Why free-agency patience is a good thing

Despite history showing over and over that jumping out and being the lead dog in free agency isn’t the way to go, fans are routinely tortured when their team doesn’t jump out as the lead dog in free agency.

We’re just two hours away from free-agency’s kickoff. The prospect of adding a productive player who might transform a unit, or even a team, can be too tantalizing to bear. But even a productive player isn’t enough for some -- it must be the perceived treasure of treasures, a “big name.”

Like anyone with a job like mine, my Twitter feed’s been inundated with this: Will my team sign a big-name free agent? The primary qualification being not whether said player is a good fit or a good value, but whether said fan is familiar with the player.

Good teams, of course, shouldn’t operate on any such premises. But for a team in trouble, where a coach or a general manager could be less than a year away from being fired or not renewed, swaying public opinion with a splash move can help the market’s mood. And the market’s mood can be important to NFL power people, consciously or even subconsciously.

But I promise you, the best thing that can happen to your team today is ... nothing.

I can’t articulate it any better than Bill Barnwell of Grantland does.

The basic premise of his piece: An intelligent team will wait a bit and can get 90 percent of the player at 50 percent of the price.

“What those smart teams will do in this new economy is -- very simply -- be patient. The true stars will disappear off the market early, and the dumber teams will pay a premium for talent to lock them up in the first 24 to 48 hours, but the smart teams will wait. Even if it's just a week, antsy players will see the open slots beginning to fill up around them and settle for far less than they would have at the opening of free agency.”

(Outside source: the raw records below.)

//! Key exchange algorithms for TLS.

use crate::Result;
use zeroize::Zeroize;

/// Key exchange algorithms.
#[derive(Debug, Clone, Copy, PartialEq, Eq, Hash)]
pub enum KeyExchangeAlgorithm {
    /// X25519 (Curve25519 ECDHE)
    X25519,
    /// secp256r1 (P-256 ECDHE, uncompressed points)
    Secp256r1,
    /// ffdhe2048 (RFC 7919 named finite-field group)
    Ffdhe2048,
    /// Finite-field DH over parameters chosen by the server (TLS 1.2 `DHE`).
    FiniteField,
}

impl KeyExchangeAlgorithm {
    /// Public key size in bytes, or `None` when it depends on the parameters.
    pub const fn public_key_size(self) -> Option<usize> {
        match self {
            KeyExchangeAlgorithm::X25519 => Some(32),
            KeyExchangeAlgorithm::Secp256r1 => Some(65),
            KeyExchangeAlgorithm::Ffdhe2048 => Some(256),
            KeyExchangeAlgorithm::FiniteField => None,
        }
    }

    /// Get the algorithm name.
    pub const fn name(self) -> &'static str {
        match self {
            KeyExchangeAlgorithm::X25519 => "x25519",
            KeyExchangeAlgorithm::Secp256r1 => "secp256r1",
            KeyExchangeAlgorithm::Ffdhe2048 => "ffdhe2048",
            KeyExchangeAlgorithm::FiniteField => "dhe",
        }
    }
}

/// Private key for key exchange. Zeroized on drop.
#[derive(Zeroize)]
#[zeroize(drop)]
pub struct PrivateKey {
    bytes: Vec<u8>,
}

impl std::fmt::Debug for PrivateKey {
    fn fmt(&self, f: &mut std::fmt::Formatter<'_>) -> std::fmt::Result {
        f.debug_struct("PrivateKey")
            .field("bytes", &"<redacted>")
            .finish()
    }
}

impl PrivateKey {
    /// Create a new private key from bytes.
    pub fn from_bytes(bytes: Vec<u8>) -> Self {
        Self { bytes }
    }

    /// Get the private key bytes.
    pub fn as_bytes(&self) -> &[u8] {
        &self.bytes
    }
}

/// Public key for key exchange, in its TLS wire encoding.
#[derive(Debug, Clone, PartialEq, Eq)]
pub struct PublicKey {
    bytes: Vec<u8>,
}

impl PublicKey {
    /// Create a new public key from bytes.
    pub fn from_bytes(bytes: Vec<u8>) -> Self {
        Self { bytes }
    }

    /// Get the public key bytes.
    pub fn as_bytes(&self) -> &[u8] {
        &self.bytes
    }

    /// Convert to owned bytes.
    pub fn into_bytes(self) -> Vec<u8> {
        self.bytes
    }
}

/// Shared secret from key exchange. Zeroized on drop.
#[derive(Zeroize)]
#[zeroize(drop)]
pub struct SharedSecret {
    bytes: Vec<u8>,
}

impl std::fmt::Debug for SharedSecret {
    fn fmt(&self, f: &mut std::fmt::Formatter<'_>) -> std::fmt::Result {
        f.debug_struct("SharedSecret")
            .field("bytes", &"<redacted>")
            .finish()
    }
}

impl SharedSecret {
    /// Create a new shared secret from bytes.
    pub fn from_bytes(bytes: Vec<u8>) -> Self {
        Self { bytes }
    }

    /// Get the shared secret bytes.
    pub fn as_bytes(&self) -> &[u8] {
        &self.bytes
    }
}

/// Ephemeral key agreement.
///
/// Finite-field implementations left-pad both the public value and the
/// shared secret to the byte length of the prime, as TLS 1.3 requires.
/// TLS 1.2 callers strip leading zeros from the secret themselves.
pub trait KeyExchange: Send + Sync {
    /// Generate an ephemeral key pair from a CSPRNG.
    fn generate_keypair(&self) -> Result<(PrivateKey, PublicKey)>;

    /// Combine our private key with the peer's public value.
    ///
    /// # Errors
    ///
    /// - `InvalidPublicKey` if the peer's value is malformed or degenerate
    /// - `KeyExchangeFailed` for other errors
    fn exchange(&self, private_key: &PrivateKey, peer_public_key: &[u8]) -> Result<SharedSecret>;

    /// Get the algorithm this key exchange implements.
    fn algorithm(&self) -> KeyExchangeAlgorithm;
}

#[cfg(test)]
mod tests {
    use super::*;

    #[test]
    fn test_debug_redacts_secrets() {
        let key = PrivateKey::from_bytes(vec![0x42; 32]);
        let secret = SharedSecret::from_bytes(vec![0x42; 32]);
        assert!(!format!("{:?}", key).contains("42"));
        assert!(format!("{:?}", secret).contains("<redacted>"));
    }

    #[test]
    fn test_public_key_sizes() {
        assert_eq!(KeyExchangeAlgorithm::X25519.public_key_size(), Some(32));
        assert_eq!(KeyExchangeAlgorithm::Secp256r1.public_key_size(), Some(65));
        assert_eq!(KeyExchangeAlgorithm::FiniteField.public_key_size(), None);
    }
}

If the Colts want a right tackle, perhaps Sebastian Vollmer, Andre Smith and Phil Loadholt go off the board early and for high prices. Well, if Sam Baker is still out there and is far less costly, then he’s the get.

Shift the names or rankings around as you see fit. Odds are four right tackles are not hitting the jackpot. You don’t generally want your team to be the team to set that bar. You want your team to be the team that casually limbos under that bar after someone else jumps out.

If the Colts or the Titans or the Jaguars jump out today or tomorrow and bring someone in for big dollars, it’s not automatically a bad thing. (The Texans don’t really have the cash to do it.)

But the free-agent market is flooded with good options at all of the positions all these teams need.

Not doing anything today or tomorrow certainly doesn’t rank as a bad thing, either. More likely it ranks as the best thing.